Extracted records:
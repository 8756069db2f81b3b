//! Query filtering over a catalog
//!
//! Filtering is a pure function of `(catalog, query)`: the visible set is the
//! ordered subsequence of entries whose label, description or code contains
//! the query, compared case-insensitively. There is no ranking; results are
//! always in catalog order.

use std::ops::Range;

use crate::{Catalog, TopicEntry};

/// Lower-case text one char at a time
///
/// Unlike `str::to_lowercase` this ignores context (a final `Σ` folds to
/// `σ`), so every folded char maps back to exactly one source char. Queries
/// and searched fields both go through here.
pub fn fold_case(text: &str) -> String {
    text.chars().flat_map(char::to_lowercase).collect()
}

/// Trim and case-fold a raw query
pub fn normalize_query(query: &str) -> String {
    fold_case(query.trim())
}

/// Compute the visible set of a catalog for a query
pub fn visible_set<'a>(catalog: &'a Catalog, query: &str) -> VisibleSet<'a> {
    let normalized = normalize_query(query);
    let indices = matching_indices(catalog, &normalized);

    tracing::debug!(
        query = %normalized,
        visible = indices.len(),
        total = catalog.len(),
        "Filtered catalog"
    );

    VisibleSet {
        catalog,
        query: normalized,
        indices,
    }
}

fn matching_indices(catalog: &Catalog, normalized: &str) -> Vec<usize> {
    if normalized.is_empty() {
        return (0..catalog.len()).collect();
    }

    catalog
        .iter()
        .enumerate()
        .filter(|(_, entry)| entry.match_normalized(normalized).is_some())
        .map(|(index, _)| index)
        .collect()
}

/// The filtered, order-preserving view of a catalog for one query
#[derive(Debug, Clone)]
pub struct VisibleSet<'a> {
    catalog: &'a Catalog,
    query: String,
    indices: Vec<usize>,
}

impl<'a> VisibleSet<'a> {
    /// Build a visible set from indices computed elsewhere (e.g. a cache)
    pub fn from_indices(catalog: &'a Catalog, query: &str, indices: Vec<usize>) -> Self {
        Self {
            catalog,
            query: normalize_query(query),
            indices,
        }
    }

    /// The normalised query this set was computed for
    pub fn query(&self) -> &str {
        &self.query
    }

    pub fn len(&self) -> usize {
        self.indices.len()
    }

    pub fn is_empty(&self) -> bool {
        self.indices.is_empty()
    }

    /// Catalog positions of the visible entries, ascending
    pub fn indices(&self) -> &[usize] {
        &self.indices
    }

    /// Visible entry at a position of the visible set
    pub fn get(&self, position: usize) -> Option<&'a TopicEntry> {
        self.indices
            .get(position)
            .and_then(|&index| self.catalog.get(index))
    }

    pub fn iter(&self) -> impl Iterator<Item = &'a TopicEntry> + '_ {
        self.indices
            .iter()
            .filter_map(move |&index| self.catalog.get(index))
    }

    /// Visible entries paired with their catalog position
    pub fn iter_indexed(&self) -> impl Iterator<Item = (usize, &'a TopicEntry)> + '_ {
        self.indices
            .iter()
            .filter_map(move |&index| self.catalog.get(index).map(|entry| (index, entry)))
    }

    /// Position of an id inside the visible set
    pub fn position_of(&self, id: &str) -> Option<usize> {
        self.iter().position(|entry| entry.id() == id)
    }

    pub fn contains(&self, id: &str) -> bool {
        self.position_of(id).is_some()
    }

    pub fn ids(&self) -> Vec<&'a str> {
        self.iter().map(TopicEntry::id).collect()
    }
}

/// Memoises the indices of the last query
///
/// Purely an optimisation: a miss recomputes the same result `visible_set`
/// would. One cache serves one catalog; a catalog of a different length
/// invalidates it.
#[derive(Debug, Default, Clone)]
pub struct FilterCache {
    key: Option<(String, usize)>,
    indices: Vec<usize>,
    hits: u64,
    misses: u64,
}

impl FilterCache {
    pub fn new() -> Self {
        Self::default()
    }

    /// Visible set for a query, reusing the previous result when possible
    pub fn visible<'a>(&mut self, catalog: &'a Catalog, query: &str) -> VisibleSet<'a> {
        let normalized = normalize_query(query);
        let key = (normalized, catalog.len());

        if self.key.as_ref() == Some(&key) {
            self.hits += 1;
        } else {
            self.misses += 1;
            self.indices = matching_indices(catalog, &key.0);
            self.key = Some(key);
        }

        VisibleSet::from_indices(catalog, query, self.indices.clone())
    }

    pub fn invalidate(&mut self) {
        self.key = None;
        self.indices.clear();
    }

    /// `(hits, misses)` since creation
    pub fn stats(&self) -> (u64, u64) {
        (self.hits, self.misses)
    }
}

/// Byte ranges of every case-insensitive occurrence of `query` in `text`
///
/// Occurrences are reported left to right without overlap. Ranges always
/// fall on char boundaries of `text`.
pub fn find_match_ranges(text: &str, query: &str) -> Vec<Range<usize>> {
    let needle: Vec<char> = normalize_query(query).chars().collect();
    if needle.is_empty() {
        return Vec::new();
    }

    // each folded char remembers the source char it came from
    let folded: Vec<(char, Range<usize>)> = text
        .char_indices()
        .flat_map(|(offset, c)| {
            let source = offset..offset + c.len_utf8();
            c.to_lowercase().map(move |lower| (lower, source.clone()))
        })
        .collect();

    let mut ranges: Vec<Range<usize>> = Vec::new();
    let mut i = 0;
    while i + needle.len() <= folded.len() {
        let window = &folded[i..i + needle.len()];
        let start = window[0].1.start;
        let overlaps = ranges.last().is_some_and(|last| start < last.end);

        if !overlaps && window.iter().map(|(c, _)| *c).eq(needle.iter().copied()) {
            ranges.push(start..window[needle.len() - 1].1.end);
            i += needle.len();
        } else {
            i += 1;
        }
    }

    ranges
}

/// Text segment for rendering with highlighting
#[derive(Debug, Clone, PartialEq, Eq)]
pub enum TextSegment {
    Normal(String),
    Highlighted(String),
}

/// Split text into normal and highlighted segments at the given ranges
pub fn highlight_segments(text: &str, ranges: &[Range<usize>]) -> Vec<TextSegment> {
    if ranges.is_empty() {
        return vec![TextSegment::Normal(text.to_string())];
    }

    let mut segments = Vec::new();
    let mut last_end = 0;

    for range in ranges {
        if range.start > last_end {
            segments.push(TextSegment::Normal(text[last_end..range.start].to_string()));
        }
        segments.push(TextSegment::Highlighted(text[range.clone()].to_string()));
        last_end = range.end;
    }

    if last_end < text.len() {
        segments.push(TextSegment::Normal(text[last_end..].to_string()));
    }

    segments
}

#[cfg(test)]
mod tests {
    use super::*;

    fn catalog() -> Catalog {
        Catalog::new(vec![
            TopicEntry::new("one", "First").with_code("let x = 1;"),
            TopicEntry::new("two", "Second").with_description("mentions first"),
            TopicEntry::new("three", "Third").with_code("// unrelated"),
        ])
        .unwrap()
    }

    #[test]
    fn test_empty_query_returns_everything() {
        let catalog = catalog();
        let visible = visible_set(&catalog, "");
        assert_eq!(visible.ids(), vec!["one", "two", "three"]);
        assert_eq!(visible_set(&catalog, " \t ").len(), 3);
    }

    #[test]
    fn test_results_keep_catalog_order() {
        let catalog = catalog();
        // "Second" matches on description only but still follows "First"
        let visible = visible_set(&catalog, "FIRST");
        assert_eq!(visible.ids(), vec!["one", "two"]);
        assert_eq!(visible.indices(), &[0, 1]);
    }

    #[test]
    fn test_no_results() {
        let catalog = catalog();
        let visible = visible_set(&catalog, "nothing like this");
        assert!(visible.is_empty());
        assert_eq!(visible.query(), "nothing like this");
    }

    #[test]
    fn test_position_lookup() {
        let catalog = catalog();
        let visible = visible_set(&catalog, "i");
        assert!(visible.contains("three"));
        assert_eq!(visible.get(0).map(TopicEntry::id), Some("one"));
        assert_eq!(visible.position_of("missing"), None);
    }

    #[test]
    fn test_cache_hits_on_same_normalized_query() {
        let catalog = catalog();
        let mut cache = FilterCache::new();

        let first = cache.visible(&catalog, "First").ids();
        let second = cache.visible(&catalog, "  first ").ids();
        assert_eq!(first, second);
        assert_eq!(cache.stats(), (1, 1));

        cache.invalidate();
        cache.visible(&catalog, "first");
        assert_eq!(cache.stats(), (1, 2));
    }

    #[test]
    fn test_find_match_ranges() {
        let ranges = find_match_ranges("hello world Hello", "hello");
        assert_eq!(ranges, vec![0..5, 12..17]);
    }

    #[test]
    fn test_find_match_ranges_non_overlapping() {
        assert_eq!(find_match_ranges("aaaa", "aa"), vec![0..2, 2..4]);
        assert!(find_match_ranges("abc", "").is_empty());
    }

    #[test]
    fn test_find_match_ranges_multibyte() {
        let text = "Ärger über useState";
        let ranges = find_match_ranges(text, "usestate");
        assert_eq!(ranges.len(), 1);
        assert_eq!(&text[ranges[0].clone()], "useState");
    }

    #[test]
    fn test_find_match_ranges_agrees_with_filter_on_sigma() {
        let catalog = Catalog::new(vec![TopicEntry::new("greek", "ΟΔΟΣ")]).unwrap();
        assert_eq!(visible_set(&catalog, "οδοσ").ids(), vec!["greek"]);
        assert_eq!(visible_set(&catalog, "ΟΔΟΣ").ids(), vec!["greek"]);
        assert_eq!(find_match_ranges("ΟΔΟΣ", "οδοσ"), vec![0.."ΟΔΟΣ".len()]);
    }

    #[test]
    fn test_find_match_ranges_covers_expanding_chars() {
        // 'İ' folds to two chars, "i" plus a combining dot
        let text = "İstanbul";
        let catalog = Catalog::new(vec![TopicEntry::new("city", text)]).unwrap();
        assert_eq!(visible_set(&catalog, "stan").ids(), vec!["city"]);
        assert_eq!(find_match_ranges(text, "stan"), vec![2..6]);

        let ranges = find_match_ranges(text, "i");
        assert_eq!(ranges, vec![0..2]);
        assert_eq!(&text[ranges[0].clone()], "İ");
    }

    #[test]
    fn test_highlight_segments() {
        let segments = highlight_segments("hello world hello", &[0..5, 12..17]);
        assert_eq!(
            segments,
            vec![
                TextSegment::Highlighted("hello".into()),
                TextSegment::Normal(" world ".into()),
                TextSegment::Highlighted("hello".into()),
            ]
        );
    }

    #[test]
    fn test_highlight_without_ranges() {
        assert_eq!(
            highlight_segments("plain", &[]),
            vec![TextSegment::Normal("plain".into())]
        );
    }
}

EXERCISE: Go line by line through the records above and copy each one containing "contains".

WRITTEN SOLUTION:
//! ordered subsequence of entries whose label, description or code contains
    pub fn contains(&self, id: &str) -> bool {
        assert!(visible.contains("three"));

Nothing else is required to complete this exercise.